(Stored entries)
—————
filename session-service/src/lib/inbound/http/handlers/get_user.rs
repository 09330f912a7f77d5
use axum::extract::Path;
use axum::extract::State;
use axum::http::StatusCode;
use axum::Extension;
use chrono::DateTime;
use chrono::Utc;
use serde::Serialize;

use super::ApiError;
use super::ApiSuccess;
use crate::domain::user::models::User;
use crate::domain::user::models::UserId;
use crate::inbound::http::middleware::AuthenticatedUser;
use crate::inbound::http::router::AppState;

pub async fn get_user(
    State(state): State<AppState>,
    Extension(caller): Extension<AuthenticatedUser>,
    Path(user_id): Path<String>,
) -> Result<ApiSuccess<GetUserResponseData>, ApiError> {
    let user_id = UserId::from_string(&user_id).map_err(|e| ApiError::BadRequest(e.to_string()))?;

    tracing::debug!(caller = %caller.user_id, requested = %user_id, "Fetching user");

    state
        .session_service
        .get_user(&user_id)
        .await
        .map_err(ApiError::from)
        .map(|ref user| ApiSuccess::new(StatusCode::OK, user.into()))
}

#[derive(Debug, Clone, PartialEq, Eq, Serialize)]
pub struct GetUserResponseData {
    pub user_id: String,
    pub email: String,
    pub first_name: String,
    pub last_name: String,
    pub phone: String,
    pub role: String,
    pub created_at: DateTime<Utc>,
    pub updated_at: DateTime<Utc>,
}

impl From<&User> for GetUserResponseData {
    fn from(user: &User) -> Self {
        Self {
            user_id: user.id.to_string(),
            email: user.email.as_str().to_string(),
            first_name: user.first_name.as_str().to_string(),
            last_name: user.last_name.as_str().to_string(),
            phone: user.phone.as_str().to_string(),
            role: user.role.as_str().to_string(),
            created_at: user.created_at,
            updated_at: user.updated_at,
        }
    }
}
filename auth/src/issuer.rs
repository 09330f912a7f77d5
use chrono::DateTime;
use chrono::Duration;
use chrono::Utc;
use serde::Serialize;

use crate::jwt::Claims;
use crate::jwt::JwtError;
use crate::jwt::JwtHandler;

/// Identity fields a token pair is minted from.
#[derive(Debug, Clone, PartialEq, Eq)]
pub struct Subject {
    pub id: String,
    pub email: String,
    pub first_name: String,
    pub last_name: String,
    pub role: String,
}

/// Access and refresh token returned to a client.
#[derive(Debug, Clone, PartialEq, Eq, Serialize)]
pub struct TokenPair {
    pub access_token: String,
    pub refresh_token: String,
}

/// Mints access/refresh token pairs.
///
/// Issuance is pure: persisting the pair is the caller's job.
#[derive(Clone)]
pub struct TokenIssuer {
    jwt_handler: JwtHandler,
    access_ttl: Duration,
    refresh_ttl: Duration,
}

impl TokenIssuer {
    pub const DEFAULT_ACCESS_TTL_MINUTES: i64 = 30;
    pub const DEFAULT_REFRESH_TTL_HOURS: i64 = 24;

    /// Create an issuer with the default lifetimes (30 minutes / 24 hours).
    pub fn new(jwt_handler: JwtHandler) -> Self {
        Self::with_ttls(
            jwt_handler,
            Duration::minutes(Self::DEFAULT_ACCESS_TTL_MINUTES),
            Duration::hours(Self::DEFAULT_REFRESH_TTL_HOURS),
        )
    }

    pub fn with_ttls(jwt_handler: JwtHandler, access_ttl: Duration, refresh_ttl: Duration) -> Self {
        Self {
            jwt_handler,
            access_ttl,
            refresh_ttl,
        }
    }

    pub fn access_ttl(&self) -> Duration {
        self.access_ttl
    }

    pub fn refresh_ttl(&self) -> Duration {
        self.refresh_ttl
    }

    /// Issue a pair stamped with the current time.
    pub fn issue_pair(&self, subject: &Subject) -> Result<TokenPair, JwtError> {
        self.issue_pair_at(subject, Utc::now())
    }

    /// Issue a pair stamped with `now`.
    ///
    /// # Errors
    /// * `EncodingFailed` - Signing either token failed
    pub fn issue_pair_at(
        &self,
        subject: &Subject,
        now: DateTime<Utc>,
    ) -> Result<TokenPair, JwtError> {
        let access_claims = Claims::access(&subject.id, now, self.access_ttl)
            .with_email(&subject.email)
            .with_names(&subject.first_name, &subject.last_name)
            .with_role(&subject.role);
        let refresh_claims = Claims::refresh(&subject.id, now, self.refresh_ttl);

        Ok(TokenPair {
            access_token: self.jwt_handler.encode(&access_claims)?,
            refresh_token: self.jwt_handler.encode(&refresh_claims)?,
        })
    }
}
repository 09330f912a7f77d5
pub mod repositories;
//! Authentication and session-token library
//!
//! Provides the token lifecycle building blocks used by the session service:
//! - Password hashing (Argon2id)
//! - Signed claim sets (HS256 JWT) with strict expiry
//! - Access/refresh token pair issuance
//! - Authentication coordination
//!
//! Persistence of issued pairs is left to the service.
//!
//! # Examples
//!
//! ## Password Hashing
//! ```
//! use auth::PasswordHasher;
//!
//! let hasher = PasswordHasher::new();
//! let hash = hasher.hash("my_password").unwrap();
//! let is_valid = hasher.verify("my_password", &hash).unwrap();
//! assert!(is_valid);
//! ```
//!
//! ## JWT Tokens
//! ```
//! use auth::{Claims, JwtHandler};
//! use chrono::{Duration, Utc};
//!
//! let handler = JwtHandler::new(b"secret_key_at_least_32_bytes_long!").unwrap();
//! let claims = Claims::access("user123", Utc::now(), Duration::minutes(30));
//! let token = handler.encode(&claims).unwrap();
//! let decoded = handler.decode(&token).unwrap();
//! assert_eq!(decoded, claims);
//! ```
//!
//! ## Complete Authentication Flow
//! ```
//! use auth::{Authenticator, Subject};
//!
//! let auth = Authenticator::new(b"secret_key_at_least_32_bytes_long!").unwrap();
//!
//! // Register: hash password
//! let hash = auth.hash_password("password123").unwrap();
//!
//! // Login: verify and issue a token pair
//! let subject = Subject {
//!     id: "user123".to_string(),
//!     email: "alice@example.com".to_string(),
//!     first_name: "Alice".to_string(),
//!     last_name: "Liddell".to_string(),
//!     role: "user".to_string(),
//! };
//! let pair = auth.authenticate("password123", &hash, &subject).unwrap();
//!
//! // Gate a request, then rotate
//! let claims = auth.validate_access_token(&pair.access_token).unwrap();
//! assert_eq!(claims.email, "alice@example.com");
//! let refresh = auth.validate_refresh_token(&pair.refresh_token).unwrap();
//! assert_eq!(refresh.sub, "user123");
//! ```

pub mod authenticator;
pub mod issuer;
pub mod jwt;
pub mod password;

// Re-export commonly used items
pub use authenticator::AuthenticationError;
pub use authenticator::Authenticator;
pub use issuer::Subject;
pub use issuer::TokenIssuer;
pub use issuer::TokenPair;
pub use jwt::Claims;
pub use jwt::JwtError;
pub use jwt::JwtHandler;
pub use jwt::TokenType;
pub use password::PasswordError;
pub use password::PasswordHasher;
—————
TASK PROMPT ->
Please repeat every entry, exactly as it was written.

OUTPUT OF THE EXERCISE ->
filename session-service/src/lib/inbound/http/handlers/get_user.rs
repository 09330f912a7f77d5
use axum::extract::Path;
use axum::extract::State;
use axum::http::StatusCode;
use axum::Extension;
use chrono::DateTime;
use chrono::Utc;
use serde::Serialize;

use super::ApiError;
use super::ApiSuccess;
use crate::domain::user::models::User;
use crate::domain::user::models::UserId;
use crate::inbound::http::middleware::AuthenticatedUser;
use crate::inbound::http::router::AppState;

pub async fn get_user(
    State(state): State<AppState>,
    Extension(caller): Extension<AuthenticatedUser>,
    Path(user_id): Path<String>,
) -> Result<ApiSuccess<GetUserResponseData>, ApiError> {
    let user_id = UserId::from_string(&user_id).map_err(|e| ApiError::BadRequest(e.to_string()))?;

    tracing::debug!(caller = %caller.user_id, requested = %user_id, "Fetching user");

    state
        .session_service
        .get_user(&user_id)
        .await
        .map_err(ApiError::from)
        .map(|ref user| ApiSuccess::new(StatusCode::OK, user.into()))
}

#[derive(Debug, Clone, PartialEq, Eq, Serialize)]
pub struct GetUserResponseData {
    pub user_id: String,
    pub email: String,
    pub first_name: String,
    pub last_name: String,
    pub phone: String,
    pub role: String,
    pub created_at: DateTime<Utc>,
    pub updated_at: DateTime<Utc>,
}

impl From<&User> for GetUserResponseData {
    fn from(user: &User) -> Self {
        Self {
            user_id: user.id.to_string(),
            email: user.email.as_str().to_string(),
            first_name: user.first_name.as_str().to_string(),
            last_name: user.last_name.as_str().to_string(),
            phone: user.phone.as_str().to_string(),
            role: user.role.as_str().to_string(),
            created_at: user.created_at,
            updated_at: user.updated_at,
        }
    }
}
filename auth/src/issuer.rs
repository 09330f912a7f77d5
use chrono::DateTime;
use chrono::Duration;
use chrono::Utc;
use serde::Serialize;

use crate::jwt::Claims;
use crate::jwt::JwtError;
use crate::jwt::JwtHandler;

/// Identity fields a token pair is minted from.
#[derive(Debug, Clone, PartialEq, Eq)]
pub struct Subject {
    pub id: String,
    pub email: String,
    pub first_name: String,
    pub last_name: String,
    pub role: String,
}

/// Access and refresh token returned to a client.
#[derive(Debug, Clone, PartialEq, Eq, Serialize)]
pub struct TokenPair {
    pub access_token: String,
    pub refresh_token: String,
}

/// Mints access/refresh token pairs.
///
/// Issuance is pure: persisting the pair is the caller's job.
#[derive(Clone)]
pub struct TokenIssuer {
    jwt_handler: JwtHandler,
    access_ttl: Duration,
    refresh_ttl: Duration,
}

impl TokenIssuer {
    pub const DEFAULT_ACCESS_TTL_MINUTES: i64 = 30;
    pub const DEFAULT_REFRESH_TTL_HOURS: i64 = 24;

    /// Create an issuer with the default lifetimes (30 minutes / 24 hours).
    pub fn new(jwt_handler: JwtHandler) -> Self {
        Self::with_ttls(
            jwt_handler,
            Duration::minutes(Self::DEFAULT_ACCESS_TTL_MINUTES),
            Duration::hours(Self::DEFAULT_REFRESH_TTL_HOURS),
        )
    }

    pub fn with_ttls(jwt_handler: JwtHandler, access_ttl: Duration, refresh_ttl: Duration) -> Self {
        Self {
            jwt_handler,
            access_ttl,
            refresh_ttl,
        }
    }

    pub fn access_ttl(&self) -> Duration {
        self.access_ttl
    }

    pub fn refresh_ttl(&self) -> Duration {
        self.refresh_ttl
    }

    /// Issue a pair stamped with the current time.
    pub fn issue_pair(&self, subject: &Subject) -> Result<TokenPair, JwtError> {
        self.issue_pair_at(subject, Utc::now())
    }

    /// Issue a pair stamped with `now`.
    ///
    /// # Errors
    /// * `EncodingFailed` - Signing either token failed
    pub fn issue_pair_at(
        &self,
        subject: &Subject,
        now: DateTime<Utc>,
    ) -> Result<TokenPair, JwtError> {
        let access_claims = Claims::access(&subject.id, now, self.access_ttl)
            .with_email(&subject.email)
            .with_names(&subject.first_name, &subject.last_name)
            .with_role(&subject.role);
        let refresh_claims = Claims::refresh(&subject.id, now, self.refresh_ttl);

        Ok(TokenPair {
            access_token: self.jwt_handler.encode(&access_claims)?,
            refresh_token: self.jwt_handler.encode(&refresh_claims)?,
        })
    }
}
repository 09330f912a7f77d5
pub mod repositories;
//! Authentication and session-token library
//!
//! Provides the token lifecycle building blocks used by the session service:
//! - Password hashing (Argon2id)
//! - Signed claim sets (HS256 JWT) with strict expiry
//! - Access/refresh token pair issuance
//! - Authentication coordination
//!
//! Persistence of issued pairs is left to the service.
//!
//! # Examples
//!
//! ## Password Hashing
//! ```
//! use auth::PasswordHasher;
//!
//! let hasher = PasswordHasher::new();
//! let hash = hasher.hash("my_password").unwrap();
//! let is_valid = hasher.verify("my_password", &hash).unwrap();
//! assert!(is_valid);
//! ```
//!
//! ## JWT Tokens
//! ```
//! use auth::{Claims, JwtHandler};
//! use chrono::{Duration, Utc};
//!
//! let handler = JwtHandler::new(b"secret_key_at_least_32_bytes_long!").unwrap();
//! let claims = Claims::access("user123", Utc::now(), Duration::minutes(30));
//! let token = handler.encode(&claims).unwrap();
//! let decoded = handler.decode(&token).unwrap();
//! assert_eq!(decoded, claims);
//! ```
//!
//! ## Complete Authentication Flow
//! ```
//! use auth::{Authenticator, Subject};
//!
//! let auth = Authenticator::new(b"secret_key_at_least_32_bytes_long!").unwrap();
//!
//! // Register: hash password
//! let hash = auth.hash_password("password123").unwrap();
//!
//! // Login: verify and issue a token pair
//! let subject = Subject {
//!     id: "user123".to_string(),
//!     email: "alice@example.com".to_string(),
//!     first_name: "Alice".to_string(),
//!     last_name: "Liddell".to_string(),
//!     role: "user".to_string(),
//! };
//! let pair = auth.authenticate("password123", &hash, &subject).unwrap();
//!
//! // Gate a request, then rotate
//! let claims = auth.validate_access_token(&pair.access_token).unwrap();
//! assert_eq!(claims.email, "alice@example.com");
//! let refresh = auth.validate_refresh_token(&pair.refresh_token).unwrap();
//! assert_eq!(refresh.sub, "user123");
//! ```

pub mod authenticator;
pub mod issuer;
pub mod jwt;
pub mod password;

// Re-export commonly used items
pub use authenticator::AuthenticationError;
pub use authenticator::Authenticator;
pub use issuer::Subject;
pub use issuer::TokenIssuer;
pub use issuer::TokenPair;
pub use jwt::Claims;
pub use jwt::JwtError;
pub use jwt::JwtHandler;
pub use jwt::TokenType;
pub use password::PasswordError;
pub use password::PasswordHasher;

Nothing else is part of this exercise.